(DATA PROVIDED)

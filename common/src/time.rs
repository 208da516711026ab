use std::time::SystemTime;

/// Wall-clock time in milliseconds, used for slow-input adaptation timing.
///
/// Falls back to `0` on clock error rather than propagating a `Result` -
/// callers on the mutation hot path can't handle failure here and a stuck
/// clock only degrades the splice-timing heuristic, it doesn't corrupt
/// anything.
pub fn now_ms() -> u64 {
    SystemTime::now()
        .duration_since(SystemTime::UNIX_EPOCH)
        .map(|d| d.as_millis() as u64)
        .unwrap_or(0)
}
#[cfg(test)]
mod tests {
    use pretty_assertions::assert_eq;

    use super::*;

    struct NoPrior;
    impl MutationHost for NoPrior {
        fn fetch_random_prior(&mut self) -> Option<Vec<u8>> {
            None
        }
    }

    fn ctx<'a>(buffer: &'a mut Buffer, config: &'a MutationConfig, host: &'a mut dyn MutationHost) -> Ctx<'a> {
        Ctx { buffer, config, host }
    }

    #[test]
    fn bit_flip_changes_exactly_one_bit() {
        let mut buf = Buffer::from_bytes(&[0u8; 8], 8);
        let config = MutationConfig::new(8, 1, false);
        let mut host = NoPrior;
        bit(&mut ctx(&mut buf, &config, &mut host), false);
        let ones: u32 = buf.as_slice().iter().map(|b| b.count_ones()).sum();
        assert_eq!(ones, 1);
    }

    #[test]
    fn inc_byte_wraps_in_printable_ring() {
        let mut buf = Buffer::from_bytes(&[0x7e], 8);
        let config = MutationConfig::new(8, 1, true);
        let mut host = NoPrior;
        inc_byte(&mut ctx(&mut buf, &config, &mut host), true);
        assert_eq!(buf.as_slice()[0], 0x20);
    }

    #[test]
    fn neg_byte_mirrors_printable_ring() {
        let mut buf = Buffer::from_bytes(&[0x20], 8);
        let config = MutationConfig::new(8, 1, true);
        let mut host = NoPrior;
        neg_byte(&mut ctx(&mut buf, &config, &mut host), true);
        assert_eq!(buf.as_slice()[0], 0x7e);
    }

    #[test]
    fn dictionary_overwrite_falls_through_when_empty() {
        let mut buf = Buffer::from_bytes(b"xxxxxx", 8);
        let config = MutationConfig::new(8, 1, false);
        let mut host = NoPrior;
        // no panic, and it still writes somewhere in range.
        dictionary_overwrite(&mut ctx(&mut buf, &config, &mut host), false);
        assert_eq!(buf.size(), 6);
    }

    #[test]
    fn splice_overwrite_falls_through_without_prior() {
        let mut buf = Buffer::from_bytes(b"xxxxxx", 8);
        let config = MutationConfig::new(8, 1, false);
        let mut host = NoPrior;
        splice_overwrite(&mut ctx(&mut buf, &config, &mut host), false);
        assert_eq!(buf.size(), 6);
    }

    #[test]
    fn shrink_is_noop_below_three_bytes() {
        let mut buf = Buffer::from_bytes(b"ab", 8);
        let config = MutationConfig::new(8, 1, false);
        let mut host = NoPrior;
        shrink(&mut ctx(&mut buf, &config, &mut host), false);
        assert_eq!(buf.as_slice(), b"ab");
    }

    #[test]
    fn expand_never_exceeds_capacity() {
        let mut buf = Buffer::from_bytes(b"ab", 8);
        let config = MutationConfig::new(8, 1, false);
        let mut host = NoPrior;
        for _ in 0..50 {
            expand(&mut ctx(&mut buf, &config, &mut host), false);
            assert!(buf.size() <= 8);
        }
    }

    #[test]
    fn magic_overwrite_writes_a_table_entry_prefix() {
        let mut buf = Buffer::from_bytes(&[0u8; 8], 8);
        let config = MutationConfig::new(8, 1, false);
        let mut host = NoPrior;
        magic_overwrite(&mut ctx(&mut buf, &config, &mut host), false);
        let written = buf.as_slice();
        assert!(MAGIC_VALUES
            .iter()
            .any(|m| written.starts_with(m.as_bytes())));
    }
}
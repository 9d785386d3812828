//! Centralized constants for the parameter model.

/// Lower bound of every continuous parameter.
pub const PARAM_MIN: f32 = 0.0;

/// Upper bound of every continuous parameter.
pub const PARAM_MAX: f32 = 100.0;

/// Number of selectable faces.
pub const FACE_COUNT: usize = 5;

/// Value every continuous axis starts from before prompt keywords apply.
pub const BASELINE_VALUE: f32 = 50.0;

/// Session start parameters: color, length, width, layers.
pub const SESSION_DEFAULT: [f32; 4] = [70.0, 50.0, 70.0, 70.0];

/// Clamp a continuous parameter into `[PARAM_MIN, PARAM_MAX]`.
///
/// NaN collapses to `PARAM_MIN` so a bad producer can never leak it downstream.
#[inline]
pub fn clamp_param(value: f32) -> f32 {
    if value.is_nan() {
        PARAM_MIN
    } else {
        value.clamp(PARAM_MIN, PARAM_MAX)
    }
}
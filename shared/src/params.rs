//! Character parameter record
//!
//! `ParameterSet` is the universal input of every derivation: prompt parsing
//! produces one, scoring and mesh generation consume one. Every constructor
//! and setter clamps, so a value outside `[0, 100]` is never observable.

use serde::{Deserialize, Serialize};
use std::fmt;
use std::str::FromStr;
use thiserror::Error;

use crate::constants::{BASELINE_VALUE, FACE_COUNT, PARAM_MAX, SESSION_DEFAULT, clamp_param};

/// Facial expression overlay, in asset order.
#[derive(Clone, Copy, Debug, Default, PartialEq, Eq, Hash, PartialOrd, Ord, Serialize, Deserialize)]
#[serde(from = "u8", into = "u8")]
pub enum Face {
    Sleepy = 0,
    Sad = 1,
    #[default]
    Calm = 2,
    Happy = 3,
    Excited = 4,
}

impl Face {
    /// All faces in index order
    pub const ALL: [Face; FACE_COUNT] = [
        Face::Sleepy,
        Face::Sad,
        Face::Calm,
        Face::Happy,
        Face::Excited,
    ];

    /// Index into the face asset list (0..=4)
    pub fn index(self) -> u8 {
        self as u8
    }

    /// Face for an index, clamped to the last face
    pub fn from_index(index: u8) -> Self {
        Self::ALL[(index as usize).min(FACE_COUNT - 1)]
    }

    /// Face for a continuous slider value: rounded, then clamped
    pub fn from_value(value: f32) -> Self {
        if value.is_nan() || value <= 0.0 {
            return Face::Sleepy;
        }
        Self::from_index(value.round().min(u8::MAX as f32) as u8)
    }

    /// Texture asset overlaid on the front of the mesh
    pub fn texture_path(self) -> &'static str {
        match self {
            Face::Sleepy => "/face-icon-05.png",
            Face::Sad => "/face-icon-04.png",
            Face::Calm => "/face-icon-03.png",
            Face::Happy => "/face-icon-02.png",
            Face::Excited => "/face-icon-01-.png",
        }
    }

    /// Chinese label shown by the face picker
    pub fn label_zh(self) -> &'static str {
        match self {
            Face::Sleepy => "困倦",
            Face::Sad => "伤心",
            Face::Calm => "平静",
            Face::Happy => "开心",
            Face::Excited => "兴奋",
        }
    }

    /// English label
    pub fn label_en(self) -> &'static str {
        match self {
            Face::Sleepy => "sleepy",
            Face::Sad => "sad",
            Face::Calm => "calm",
            Face::Happy => "happy",
            Face::Excited => "excited",
        }
    }
}

impl From<u8> for Face {
    fn from(index: u8) -> Self {
        Face::from_index(index)
    }
}

impl From<Face> for u8 {
    fn from(face: Face) -> Self {
        face.index()
    }
}

/// One adjustable field of a `ParameterSet`
#[derive(Clone, Copy, Debug, PartialEq, Eq, Hash, Serialize, Deserialize)]
#[serde(rename_all = "lowercase")]
pub enum ParameterAxis {
    Color,
    Length,
    Width,
    Layers,
    Face,
}

impl ParameterAxis {
    pub const ALL: [ParameterAxis; 5] = [
        ParameterAxis::Color,
        ParameterAxis::Length,
        ParameterAxis::Width,
        ParameterAxis::Layers,
        ParameterAxis::Face,
    ];

    /// Axis name as used by input widgets and the audio collaborator
    pub fn name(self) -> &'static str {
        match self {
            ParameterAxis::Color => "color",
            ParameterAxis::Length => "length",
            ParameterAxis::Width => "width",
            ParameterAxis::Layers => "layers",
            ParameterAxis::Face => "face",
        }
    }
}

impl fmt::Display for ParameterAxis {
    fn fmt(&self, f: &mut fmt::Formatter<'_>) -> fmt::Result {
        f.write_str(self.name())
    }
}

/// Error returned when parsing an unrecognized axis name
#[derive(Debug, Clone, PartialEq, Eq, Error)]
#[error("unknown parameter axis '{0}'")]
pub struct UnknownAxis(pub String);

impl FromStr for ParameterAxis {
    type Err = UnknownAxis;

    fn from_str(s: &str) -> Result<Self, Self::Err> {
        match s.trim().to_lowercase().as_str() {
            "color" | "colour" => Ok(ParameterAxis::Color),
            "length" => Ok(ParameterAxis::Length),
            "width" => Ok(ParameterAxis::Width),
            "layers" | "layer" => Ok(ParameterAxis::Layers),
            "face" => Ok(ParameterAxis::Face),
            other => Err(UnknownAxis(other.to_string())),
        }
    }
}

/// The five-field description of a character
///
/// Deserialized sets are clamped like every other producer's.
#[derive(Clone, Copy, Debug, PartialEq, Serialize, Deserialize)]
#[serde(from = "RawParameterSet")]
pub struct ParameterSet {
    /// Position in the color spectrum (0-100)
    pub color: f32,
    /// Vertical extent (0-100)
    pub length: f32,
    /// Radial extent (0-100)
    pub width: f32,
    /// Layer count, swirl and noise intensity (0-100)
    pub layers: f32,
    /// Facial expression
    pub face: Face,
}

/// Wire shape of a `ParameterSet` before clamping
#[derive(Deserialize)]
struct RawParameterSet {
    color: f32,
    length: f32,
    width: f32,
    layers: f32,
    face: Face,
}

impl From<RawParameterSet> for ParameterSet {
    fn from(raw: RawParameterSet) -> Self {
        Self::new(raw.color, raw.length, raw.width, raw.layers, raw.face)
    }
}

impl ParameterSet {
    /// Create a parameter set, clamping every continuous field
    pub fn new(color: f32, length: f32, width: f32, layers: f32, face: Face) -> Self {
        Self {
            color: clamp_param(color),
            length: clamp_param(length),
            width: clamp_param(width),
            layers: clamp_param(layers),
            face,
        }
    }

    /// Neutral starting point of prompt parsing: all axes 50, calm face
    pub fn baseline() -> Self {
        Self::new(
            BASELINE_VALUE,
            BASELINE_VALUE,
            BASELINE_VALUE,
            BASELINE_VALUE,
            Face::Calm,
        )
    }

    /// Parameters a new session starts with
    pub fn session_default() -> Self {
        let [color, length, width, layers] = SESSION_DEFAULT;
        Self::new(color, length, width, layers, Face::Calm)
    }

    /// Copy with every field forced back into range
    pub fn clamped(&self) -> Self {
        Self::new(self.color, self.length, self.width, self.layers, self.face)
    }

    /// True when every continuous field is already within `[0, 100]`
    pub fn is_in_range(&self) -> bool {
        [self.color, self.length, self.width, self.layers]
            .iter()
            .all(|v| (0.0..=PARAM_MAX).contains(v))
    }

    /// Read one axis as a number (face reads as its index)
    pub fn get(&self, axis: ParameterAxis) -> f32 {
        match axis {
            ParameterAxis::Color => self.color,
            ParameterAxis::Length => self.length,
            ParameterAxis::Width => self.width,
            ParameterAxis::Layers => self.layers,
            ParameterAxis::Face => self.face.index() as f32,
        }
    }

    /// Write one axis, clamping the value
    pub fn set(&mut self, axis: ParameterAxis, value: f32) {
        match axis {
            ParameterAxis::Color => self.color = clamp_param(value),
            ParameterAxis::Length => self.length = clamp_param(value),
            ParameterAxis::Width => self.width = clamp_param(value),
            ParameterAxis::Layers => self.layers = clamp_param(value),
            ParameterAxis::Face => self.face = Face::from_value(value),
        }
    }

    /// Copy with one axis replaced
    pub fn with(mut self, axis: ParameterAxis, value: f32) -> Self {
        self.set(axis, value);
        self
    }
}

impl Default for ParameterSet {
    fn default() -> Self {
        Self::session_default()
    }
}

(End DATA PROVIDED)

▸ **WHAT NEEDS TO BE DONE**
Scan the entries above for the word "written" and collect each line holding it.

▸ **EXPECTED ANSWER**
        let written = buf.as_slice();
            .any(|m| written.starts_with(m.as_bytes())));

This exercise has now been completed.